Lady Gaga and Beyonce - purveyors of puerile porn for pervs? Pull the other one.
March 16th, 2010
posted by Ciaran Gaynor
“The video for Telephone is sexist!”, declare some cultural commentators who don’t realise how far women in the music industry have come.

Beyonce in a still from the Telephone promo clip.
It has the event feel of a late 80s Michael Jackson video. Beyonce hasn’t been in a pop video this good since oh over a year ago in Single Ladies, and it’s Lady Gaga’s best video since her last one. Not that this is a criticism. The impeccable standard of promo clip we’ve become used to from these unassailably great female pop stars is met once again, but the video for Telephone has prompted more than one critic to ask “Is it sexist?”
Is it bollocks.
It’s certainly not misogynistic. Sure, men come out of it looking like dickwads, but women do not suffer at the hands of men here. In fact at the outset of the video Gaga gets to address the unwarranted attention her nether-regions have garnered at the hands of people who are wont to wonder “ooh what’s that slight bulge between her legs – is she really a bloke pretending to be a woman for a lark?” Now that might well be sexist.

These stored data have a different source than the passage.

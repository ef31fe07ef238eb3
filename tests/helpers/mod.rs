//! Test helpers module
//!
//! Shared setup for the integration suites: a disposable PostgreSQL
//! database with the embedded migrations applied, and seed-data builders
//! for the directory entities.

pub mod database_helper;
pub mod test_data;

pub use database_helper::*;
pub use test_data::*;
//! User service implementation
//!
//! CRUD for the people in the system: organizers, participants, and
//! notification recipients.

use tracing::{debug, info};

use crate::config::Settings;
use crate::database::repositories::UserRepository;
use crate::models::user::{CreateUserRequest, UpdateUserRequest, User};
use crate::utils::errors::{CampusEventsError, Result};
use crate::utils::helpers::{validate_optional_text_field, validate_page, validate_text_field};

/// User name length cap, in characters.
pub const NAME_MAX_LEN: usize = 100;
/// Email length cap, in characters. Uniqueness is the store's job.
pub const EMAIL_MAX_LEN: usize = 120;

/// User service for managing user records
#[derive(Clone)]
pub struct UserService {
    user_repository: UserRepository,
    settings: Settings,
}

impl UserService {
    /// Create a new UserService instance
    pub fn new(user_repository: UserRepository, settings: Settings) -> Self {
        Self {
            user_repository,
            settings,
        }
    }

    /// Validate and create a user. A duplicate email surfaces as a
    /// conflict from the store.
    pub async fn create_user(&self, request: CreateUserRequest) -> Result<User> {
        debug!(email = %request.email, "Creating user");
        validate_text_field("name", &request.name, 1, NAME_MAX_LEN)?;
        validate_text_field("email", &request.email, 1, EMAIL_MAX_LEN)?;

        let user = self.user_repository.create(request).await?;
        info!(user_id = user.id, role = %user.role, "User created");
        Ok(user)
    }

    /// Get user by ID
    pub async fn get_user(&self, user_id: i64) -> Result<User> {
        debug!(user_id = user_id, "Fetching user");
        self.user_repository
            .find_by_id(user_id)
            .await?
            .ok_or(CampusEventsError::UserNotFound { user_id })
    }

    /// Get user by email
    pub async fn get_user_by_email(&self, email: &str) -> Result<Option<User>> {
        debug!(email = %email, "Fetching user by email");
        self.user_repository.find_by_email(email).await
    }

    /// List users with pagination, newest first
    pub async fn list_users(&self, limit: Option<i64>, offset: Option<i64>) -> Result<Vec<User>> {
        let limit = limit.unwrap_or(self.settings.listing.default_page_size);
        let offset = offset.unwrap_or(0);
        validate_page(limit, offset, self.settings.listing.max_page_size)?;

        debug!(limit = limit, offset = offset, "Listing users");
        self.user_repository.list(limit, offset).await
    }

    /// Patch the provided user fields; absent fields keep their stored
    /// value.
    pub async fn update_user(&self, user_id: i64, request: UpdateUserRequest) -> Result<User> {
        debug!(user_id = user_id, "Updating user");
        validate_optional_text_field("name", request.name.as_deref(), 1, NAME_MAX_LEN)?;
        validate_optional_text_field("email", request.email.as_deref(), 1, EMAIL_MAX_LEN)?;

        let user = self
            .user_repository
            .update(user_id, request)
            .await?
            .ok_or(CampusEventsError::UserNotFound { user_id })?;

        info!(user_id = user.id, "User updated");
        Ok(user)
    }

    /// Delete a user. Fails with a conflict while an organized event, a
    /// participation, or a notification still refers to them.
    pub async fn delete_user(&self, user_id: i64) -> Result<()> {
        debug!(user_id = user_id, "Deleting user");
        if !self.user_repository.delete(user_id).await? {
            return Err(CampusEventsError::UserNotFound { user_id });
        }
        info!(user_id = user_id, "User deleted");
        Ok(())
    }
}
//! Services module
//!
//! This module contains business logic services

pub mod evaluation;
pub mod event;
pub mod facility;
pub mod organization;
pub mod user;

// Re-export commonly used services
pub use evaluation::EvaluationService;
pub use event::EventService;
pub use facility::FacilityService;
pub use organization::OrganizationService;
pub use user::UserService;

use crate::config::Settings;
use crate::database::DatabaseService;

/// Service factory for creating and managing all services
#[derive(Clone)]
pub struct ServiceFactory {
    pub event_service: EventService,
    pub evaluation_service: EvaluationService,
    pub user_service: UserService,
    pub facility_service: FacilityService,
    pub organization_service: OrganizationService,
}

impl ServiceFactory {
    /// Create a new ServiceFactory with all services initialized
    pub fn new(database: &DatabaseService, settings: Settings) -> Self {
        let event_service = EventService::new(
            database.events.clone(),
            database.users.clone(),
            settings.clone(),
        );
        let evaluation_service = EvaluationService::new(
            database.events.clone(),
            database.evaluations.clone(),
            database.users.clone(),
            settings.clone(),
        );
        let user_service = UserService::new(database.users.clone(), settings.clone());
        let facility_service = FacilityService::new(database.facilities.clone(), settings.clone());
        let organization_service = OrganizationService::new(
            database.organizations.clone(),
            database.events.clone(),
            settings,
        );

        Self {
            event_service,
            evaluation_service,
            user_service,
            facility_service,
            organization_service,
        }
    }
}
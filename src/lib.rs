//! CampusEvents
//!
//! A university event registration and approval tracking service.
//! This library provides the event lifecycle core (validation, partial
//! updates, the registered → underReview → approved/rejected state set),
//! the related directory entities (users, facilities, organizations), and
//! the approval flow that records evaluations and outcome notifications.
//!
//! The HTTP surface is deliberately absent: an embedding service wires the
//! exported services to its own routing layer, using [`Settings`] for
//! configuration, [`utils::logging::init_logging`] for tracing output, and
//! [`database::create_pool`]/[`database::run_migrations`] for storage.

#![allow(non_snake_case)]

pub mod config;
pub mod database;
pub mod models;
pub mod services;
pub mod utils;

// Re-export commonly used types
pub use config::Settings;
pub use utils::errors::{CampusEventsError, Result};

// Re-export main components for easy access
pub use database::DatabaseService;
pub use services::ServiceFactory;

/// Library version
pub const VERSION: &str = env!("CARGO_PKG_VERSION");

/// Library name
pub const NAME: &str = env!("CARGO_PKG_NAME");

/// Get library information
pub fn info() -> String {
    format!("{} v{}", NAME, VERSION)
}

It’s difficult to think of two women in the music industry who are more in control of what they do. If sexual politics can be reduced to the individual in this way, then one must concede that Beyonce and Gaga are both doing very well thank you in an industry (i.e. rock n roll) which has been mired in sexism from day one. Things might be improving since the days when female pop singers like Alma Cogan and Helen Shapiro had to be thankful to be allowed on a stage in the first place – Lucy O’Brien’s never-surpassed book on women in rock pop and soul She Bop tells the story of the decades long battle women faced in just making music on their own terms. The superstar statuses of Beyonce and Gaga – both female artists who are completely in control of their careers – cannot be pooh-poohed away because there’s a bit of flesh being flashed in the Telephone clip.
If one baulks at the representations of women in the video it must be said that firstly, this isn’t the porn industry; the problem with that industry is its tendency to depict women ONLY as objects of male sexual desire (although there are more and more women making porn for women, but there’s not a lot of it about. I know because I’ve asked sex-shop owners about the subject in the interests of “research” BECAUSE THAT’S THE KIND OF GUY I AM). The world depicted in Telephone isn’t going to spill over into reality. There won’t be marauding pop divas rushing through the streets murdering men and snogging passing women as they embark upon the Highway to Hell as a result of this video receiving worldwide exposure. The other major problem with porn is how women from troubled backgrounds get sucked into it; women with drug addiction issues, women who have suffered physical or mental abuse, women who have suffered poverty. There is a danger of women getting lured into the sex industry when those sorts of conditions are in place, but Telephone is a pop video – hardly a cultural artifact of comparable social menace for a kick-off. The vid for Telephone is more akin to that of Madonna’s Justify My Love or even to Grand Theft Auto (often accused of sexism but, like the Telephone video, actually a rather witty, clever and misunderstood piece of work).
The 9 and a ½ minutes video for Telephone is notable for several things including: 1. the pair of sunglasses made out of lit cigarettes. I don’t even smoke and yet I want a pair. 2. Lesbianism – but not the kind alluded to frequently in Loaded magazine (which incidentally responded to Gaga’s rise to fame with a feature called “Lady Gaga: Minx or Moose?”). This isn’t teen wank material. 3. A bizarre TV-cookery section. 4. Lots of conspicuous product placement. Yeah, take THAT so-called “Bill” “Hicks”. 5. Lots and lots of vibrant colour – this adds to the cartoonish atmosphere to the video, and that feels like director Jonas Akerlund’s way of saying “IT’S JUST A POP VIDEO, IT’S NOT REALITY - OK?”. 6. A nod to Thelma and Louise – always a reference which gets pulled out of the hat when you want to ram home a message of women getting one over against men. It might be a bit hackneyed but that’s only because there are bugger-all examples of pop culture that are so bravely and openly pro-feminist. 7. Lots of ridiculous, and to be fair, fantastic costumes. So to recap; lesbianism, consumerism, cookery, female revenge fantasy movies, designer clothes – isn’t it abundantly clear that this video is, if anything, a witty snapshot of “post-feminism”; that ideological position which declares that the modern woman can fight for equal rights, equal pay and so on and still BUY SHOES. It’s depressing and bleak (was it for this that Emily Wilding Davison threw herself under the King’s horse at the Derby in 1913?), but it isn’t “sexist”.
Or maybe it’s just Gaga and Beyonce having a laugh. Yes, that’s the one.